Noticeable increase in prime rents

High-priced deals in city centre projects pushed up the prime rent in the fourth quarter to €47.50/sqm, representing an increase of 3.3 % or €1.50/sqm compared to both the previous quarter and the previous year. “With the increased willingness to pay for modern and ESG-compliant properties in central

locations, prime rents are likely to stabilise at this level,” according to Angersbach. By contrast, the average rent has fallen as a result of lettings in less central locations and stood at €24.30/sqm at the end of the year. Nevertheless, this represents an increase of 1.7 % compared to the previous year.

High importance of projects, new builds and refurbished buildings, especially in the case of large contract signings

Around a third of total take-up relates to spaces in projects, new builds or refurbishment projects. “New space is particularly relevant in the case of lease signings for above 1,000 sqm, which account for almost half of take-up in this segment. In terms of the geographical location, the Eschborn-South and Bankenlage submarkets stand out, where respectively all or two thirds of take-up above 1,000 sqm took place in newly built or refurbished properties. The fact that an average rent of €29.30/sqm — around 20 % higher than the market as a whole — is achieved in projects, new builds and refurbishments is not often a criterion for exclusion,” commented Preuße.

Project volume declines – difficulties on the developer market filter through

At the same time, high financing and construction costs present major hurdles for current and new project developments, which is clearly reflected in the completion figures. Projects and plans in the Frankfurt market area are “on hold” or have been postponed indefinitely. “Accordingly, only 137,500 sqm of office space was completed in 2023. Of this, 38 % is still available to the market for letting. Around 130,000 sqm is currently still expected to be completed in 2024, with a pre-letting rate of 68 %,” said Kanzler. Around 55,000 sqm of space was removed from the office market in the last three months. As a result, office stock has remained almost stable compared to the previous year at 11.525 million sqm.

Market-active vacancies on the Frankfurt office market appear to have stabilised in the short term. As of 31 December 2023, vacancies stood at around 1.04 million sqm or a rate of 9.0 %, which is in line with the prior quarter. Compared to the previous year, this represents an increase of 175,000 sqm or 1.5 percentage points. “In the coming year, office vacancies that can be let at short notice is likely to remain at a high level. A further increase in available sublet space, which now accounts for 14 % of active market vacancies, will contribute to this,” said Kanzler.

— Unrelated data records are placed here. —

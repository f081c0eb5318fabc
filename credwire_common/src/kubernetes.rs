//! Tools for talking to Kubernetes.
//!
//! We shell out to `kubectl` rather than speaking the API directly, so we pick
//! up whatever cluster, context and credentials the user already has set up.

use serde::de::DeserializeOwned;
use std::process::{Command, Stdio};

use crate::prelude::*;

/// Run `kubectl`, capture output as JSON, and parse it using the
/// specified type. Empty output is returned as `None`, which is what
/// `kubectl get --ignore-not-found` prints for a missing object.
pub fn kubectl_parse_optional_json<T: DeserializeOwned>(args: &[&str]) -> Result<Option<T>> {
    let output = Command::new("kubectl")
        .args(args)
        // Pass `stderr` through on console instead of capturing.
        .stderr(Stdio::inherit())
        .output()
        .with_context(|| format!("error starting kubectl with {:?}", args))?;
    if !output.status.success() {
        return Err(format_err!("error running kubectl with {:?}", args));
    }
    parse_optional_json(&output.stdout)
        .with_context(|| format!("error parsing output of kubectl {:?}", args))
}

/// Parse JSON output, treating all-whitespace output as `None`.
fn parse_optional_json<T: DeserializeOwned>(output: &[u8]) -> Result<Option<T>> {
    if output.iter().all(u8::is_ascii_whitespace) {
        return Ok(None);
    }
    Ok(Some(serde_json::from_slice(output)?))
}

/// Fetch a single namespaced object of type `kind`, or `None` if it does not
/// exist.
pub fn get_object<T: DeserializeOwned>(kind: &str, key: &NamespacedName) -> Result<Option<T>> {
    trace!("fetching {} {}", kind, key);
    kubectl_parse_optional_json(&[
        "get",
        kind,
        &key.name,
        "--namespace",
        &key.namespace,
        "--output",
        "json",
        "--ignore-not-found",
    ])
}

/// Fetch a `ConfigMap`, or `None` if it does not exist.
pub fn config_map(key: &NamespacedName) -> Result<Option<ConfigMap>> {
    get_object("configmap", key)
}

/// An `ObjectStore` backed by `kubectl` and the current kubeconfig context.
#[derive(Clone, Copy, Debug, Default)]
pub struct KubectlStore;

impl ObjectStore for KubectlStore {
    fn service_account(&self, key: &NamespacedName) -> Result<Option<ServiceAccount>> {
        get_object("serviceaccount", key)
    }

    fn secret(&self, key: &NamespacedName) -> Result<Option<Secret>> {
        get_object("secret", key)
    }
}

#[test]
fn empty_output_means_not_found() {
    let parsed: Option<Secret> = parse_optional_json(b"").unwrap();
    assert!(parsed.is_none());
    let parsed: Option<Secret> = parse_optional_json(b"\n  \n").unwrap();
    assert!(parsed.is_none());
}

#[test]
fn secret_data_is_base64_decoded() {
    let json = br#"
{
  "apiVersion": "v1",
  "kind": "Secret",
  "metadata": { "name": "s3cred", "namespace": "ns1" },
  "data": { "awsAccessKeyID": "QUtJQQ==" }
}"#;
    let secret: Secret = parse_optional_json(json).unwrap().expect("secret");
    assert_eq!(secret.metadata.name.as_deref(), Some("s3cred"));
    let data = secret.data.expect("data");
    assert_eq!(data["awsAccessKeyID"].0, b"AKIA".to_vec());
}

#[test]
fn service_account_secret_references_are_parsed() {
    let json = br#"
{
  "apiVersion": "v1",
  "kind": "ServiceAccount",
  "metadata": { "name": "default", "namespace": "ns1" },
  "secrets": [ { "name": "s3cred" }, { "name": "gcscred" } ]
}"#;
    let sa: ServiceAccount = parse_optional_json(json).unwrap().expect("service account");
    let names = sa
        .secrets
        .unwrap_or_default()
        .into_iter()
        .filter_map(|r| r.name)
        .collect::<Vec<_>>();
    assert_eq!(names, vec!["s3cred", "gcscred"]);
}

#[test]
fn malformed_output_is_an_error() {
    assert!(parse_optional_json::<Secret>(b"{ nope").is_err());
}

Outlook slightly optimistic

Although potential tenants on the Frankfurt office market remained cautious at the turn of the year, we can look forward with optimism to the current year, particularly the second half. The first few months of 2024 will certainly still be difficult, but the expected economic recovery should subsequently lead to a moderate market revival. A number of applications are already in the pipeline, including for large spaces, and this is helping to underpin the market. Owner-occupier demand continues to focus on modern space in central locations that is as environmentally sustainable as possible. “There is also a willingness to pay higher rents for ESG conformity and a highly attractive location and space. Accordingly, the trend towards high-priced lettings will continue. This will make it increasingly difficult to reduce vacancies in properties that do not fulfil these requirements,” concluded Preuße.